Kreuzwort 7. Februar 2026
Was würden Sie sagen: Dankbar sind die Glücklichen oder Glücklich sind die Dankbaren? Die Glücksforschung gibt dem Benediktiner David Steindl-Rast Recht, der sagt: der Schlüssel zum Glück ist die Dankbarkeit.
Für mich ist Dankbarkeit eine menschliche Grundhaltung, die wesentlich dazu beiträgt, dass Menschsein gelingen kann. Und um es gleich vorweg zu nehmen und Missverständnissen vorzubeugen: Ich meine damit nicht die moralische Kategorie des Danken-müssens, die Erwachsene auch gerne den Kindern beigebracht haben.
Hinter dem Gedanken des Dankens, als Schlüssel zum Glück, steht für mich die Einsicht, dass alle wesentlichen Dinge im Auf und Ab des Lebens geschenkt sind. Und: auch wenn ich ein aktiver Mensch bin, der sich nicht vor Verantwortung scheut, habe ich in meinem Leben gelernt, dass man das Wesentliche im Leben nicht „machen“ kann. Es hat einen Geschenkcharakter - gratis. Das alte Wort Gnade kommt daher und so bringt das Lied „Wechselnde Pfade, Schatten und Licht, alles ist Gnade, fürchte Dich nicht “ dies in klarer Weise zum Ausdruck.
Wie alle wichtigen Dinge im Leben ist es auch mit der Dankbarkeit so, dass man sie einüben muss. Das gilt übrigens für Kinder wie für Erwachsene: Was man nicht übt, wird nicht zur Haltung. Es fängt damit an, dass man lernt hinzuschauen, was einem eigentlich jeden Tag so geschenkt wird. Gerade – während ich dies Kreuzwort schreibe - sitze ich zum Beispiel am Fenster und freue mich an der Sonne. Es ist eben nicht selbstverständlich. Und indem ich das wahr nehme, verändert sich auch etwas in mir. Wenn ich abends im Bett liege und mir überlege, wofür ich heute dankbar bin, merke ich, wie reich die Tage sind. Mein Blick geht dann zwei Richtungen: wem oder was habe ich zu danken? Und wofür danke ich?
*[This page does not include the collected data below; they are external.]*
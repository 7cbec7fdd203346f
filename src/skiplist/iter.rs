// Copyright (c) Sienna Satterwhite, CesiumDB Contributors
// SPDX-License-Identifier: GPL-3.0-only WITH Classpath-exception-2.0

use std::{
    iter::FusedIterator,
    ops::Bound,
};

use crate::skiplist::entry::{
    Entry,
    EntryId,
};

/// Level-0 traversal of a [`crate::SkipTable`].
///
/// Going forward follows level-0 links from the head, going backward follows
/// backward links from the tail. The two ends meet without overlapping.
pub struct Iter<'a, P> {
    entries: &'a [Entry<P>],
    front: Option<EntryId>,
    back: Option<EntryId>,
    remaining: usize,
}

impl<'a, P> Iter<'a, P> {
    pub(crate) fn new(entries: &'a [Entry<P>], front: Option<EntryId>, back: Option<EntryId>) -> Self {
        Self {
            entries,
            front,
            back,
            remaining: entries.len(),
        }
    }
}

impl<'a, P> Iterator for Iter<'a, P> {
    type Item = &'a Entry<P>;

    fn next(&mut self) -> Option<Self::Item> {
        if self.remaining == 0 {
            return None;
        }
        let entries = self.entries;
        let entry = &entries[self.front?.idx()];
        self.front = entry.levels[0].forward();
        self.remaining -= 1;
        Some(entry)
    }

    fn size_hint(&self) -> (usize, Option<usize>) {
        (self.remaining, Some(self.remaining))
    }
}

impl<P> DoubleEndedIterator for Iter<'_, P> {
    fn next_back(&mut self) -> Option<Self::Item> {
        if self.remaining == 0 {
            return None;
        }
        let entries = self.entries;
        let entry = &entries[self.back?.idx()];
        self.back = entry.backward;
        self.remaining -= 1;
        Some(entry)
    }
}

impl<P> ExactSizeIterator for Iter<'_, P> {}

impl<P> FusedIterator for Iter<'_, P> {}

/// Entries from a starting point up to an upper score bound.
pub struct ScoreRange<'a, P> {
    entries: &'a [Entry<P>],
    next: Option<EntryId>,
    end: Bound<f64>,
}

impl<'a, P> ScoreRange<'a, P> {
    pub(crate) fn new(entries: &'a [Entry<P>], next: Option<EntryId>, end: Bound<f64>) -> Self {
        Self { entries, next, end }
    }

    fn in_bounds(&self, score: f64) -> bool {
        match self.end {
            | Bound::Included(max) => score <= max,
            | Bound::Excluded(max) => score < max,
            | Bound::Unbounded => true,
        }
    }
}

impl<'a, P> Iterator for ScoreRange<'a, P> {
    type Item = &'a Entry<P>;

    fn next(&mut self) -> Option<Self::Item> {
        let entries = self.entries;
        let entry = &entries[self.next?.idx()];
        if !self.in_bounds(entry.score()) {
            self.next = None;
            return None;
        }
        self.next = entry.levels[0].forward();
        Some(entry)
    }
}

impl<P> FusedIterator for ScoreRange<'_, P> {}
Ich merke dann immer wieder, wie sehr ich mit Menschen und der mich umgebenden Welt verbunden bin. Daran dockt sich als Folge Freude und Glück an. Diese Verbundenheit ist auch Ausdruck meiner Religiosität. Das Wort „religio“ bzw. „religare“ kommt aus dem Lateinischen und meint dieses Anbinden, sich verbinden und Vertrauen in diese Bindungen und Beziehungen zu entwickeln.
Dem Mystiker Meister Eckhart wird der Satz zugeschrieben: „Wäre das Wort ‚Danke‘ das einzige Gebet, das du je sprichst, so würde es genügen.“
Ein Dank, der aus tiefem Herzen kommt verbindet uns mit dem Urgrund unseres Seins und lässt uns spüren: Wir können Vertrauen haben und uns trotz alldem, was unmenschlich und destruktiv ist, an der Welt erfreuen. Insofern: genießen sie die jetzt kommenden „tollen“ Tage denn: Glücklich sind die Dankbaren.